TASK OBJECTIVE:
Check each line of the data below for the word "impl". How many lines have it? Answer with the number alone.

##### MATERIAL SUPPLIED #####

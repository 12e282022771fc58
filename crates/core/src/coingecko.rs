//! CoinGecko price provider.
//!
//! Uses the public `/coins/list` endpoint for the token list and
//! `/coins/{id}` for market data. No API key required.

use std::collections::HashMap;

use async_trait::async_trait;
use chrono::{DateTime, Utc};
use reqwest::Client;
use serde::Deserialize;
use tracing::debug;

use crate::error::ProviderError;
use crate::provider::{check_status, PriceProvider};
use ticker_presence_types::{PriceSnapshotRaw, TokenIdentity};

/// Default CoinGecko API endpoint.
pub const COINGECKO_URL: &str = "https://api.coingecko.com/api/v3";

#[derive(Debug, Deserialize)]
struct CoinListEntry {
    id: String,
    symbol: String,
    name: String,
}

/// `/coins/{id}` response, reduced to the fields we use.
#[derive(Debug, Deserialize)]
struct CoinData {
    market_cap_rank: Option<u32>,
    market_data: Option<MarketData>,
}

/// Per-currency values keyed by lower-case currency code.
type CurrencyMap<T> = HashMap<String, Option<T>>;

#[derive(Debug, Default, Deserialize)]
#[serde(default)]
struct MarketData {
    current_price: CurrencyMap<f64>,
    market_cap: CurrencyMap<f64>,
    high_24h: CurrencyMap<f64>,
    low_24h: CurrencyMap<f64>,
    total_volume: CurrencyMap<f64>,
    ath: CurrencyMap<f64>,
    ath_date: CurrencyMap<DateTime<Utc>>,
    price_change_percentage_1h_in_currency: CurrencyMap<f64>,
    price_change_percentage_24h_in_currency: CurrencyMap<f64>,
}

fn pick<T: Copy>(map: &CurrencyMap<T>, currency: &str) -> Option<T> {
    map.get(currency).copied().flatten()
}

/// Client for the CoinGecko API.
pub struct CoinGeckoProvider {
    client: Client,
    base_url: String,
}

impl CoinGeckoProvider {
    /// Create a new CoinGecko provider.
    pub fn new() -> Self {
        Self::with_url(COINGECKO_URL)
    }

    /// Create a new CoinGecko provider with a custom API URL.
    pub fn with_url(url: &str) -> Self {
        Self {
            client: Client::new(),
            base_url: url.trim_end_matches('/').to_string(),
        }
    }

    fn parse_coin_data(data: CoinData, currency: &str) -> Result<PriceSnapshotRaw, ProviderError> {
        let market = data
            .market_data
            .ok_or_else(|| ProviderError::MissingData("market_data".to_string()))?;
        let cur = currency.to_lowercase();

        Ok(PriceSnapshotRaw {
            rank: data.market_cap_rank,
            current_price: pick(&market.current_price, &cur),
            market_cap: pick(&market.market_cap, &cur),
            high_24h: pick(&market.high_24h, &cur),
            low_24h: pick(&market.low_24h, &cur),
            pct_change_1h: pick(&market.price_change_percentage_1h_in_currency, &cur),
            pct_change_24h: pick(&market.price_change_percentage_24h_in_currency, &cur),
            total_volume: pick(&market.total_volume, &cur),
            ath_price: pick(&market.ath, &cur),
            ath_date: pick(&market.ath_date, &cur),
        })
    }
}

impl Default for CoinGeckoProvider {
    fn default() -> Self {
        Self::new()
    }
}

#[async_trait]
impl PriceProvider for CoinGeckoProvider {
    fn name(&self) -> &str {
        "CoinGecko"
    }

    async fn list_tokens(&self) -> Result<Vec<TokenIdentity>, ProviderError> {
        let url = format!("{}/coins/list", self.base_url);
        debug!("Fetching token list from: {}", url);

        let response = check_status(self.client.get(&url).send().await?)?;
        let entries: Vec<CoinListEntry> = response.json().await?;

        Ok(entries
            .into_iter()
            .map(|e| TokenIdentity::new(&e.id, &e.name, &e.symbol))
            .collect())
    }

    async fn fetch_price(
        &self,
        token: &TokenIdentity,
        currency: &str,
    ) -> Result<PriceSnapshotRaw, ProviderError> {
        let url = format!(
            "{}/coins/{}?localization=false&tickers=false&community_data=false&developer_data=false",
            self.base_url, token.canonical_id
        );
        debug!("Fetching market data from: {}", url);

        let response = self.client.get(&url).send().await?;
        if response.status() == reqwest::StatusCode::NOT_FOUND {
            return Err(ProviderError::UnknownToken(token.canonical_id.clone()));
        }
        let data: CoinData = check_status(response)?.json().await?;

        Self::parse_coin_data(data, currency)
    }

    fn token_link(&self, token: &TokenIdentity) -> Option<String> {
        Some(format!("https://www.coingecko.com/en/coins/{}", token.canonical_id))
    }
}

#####

RESPONSE BELOW:
3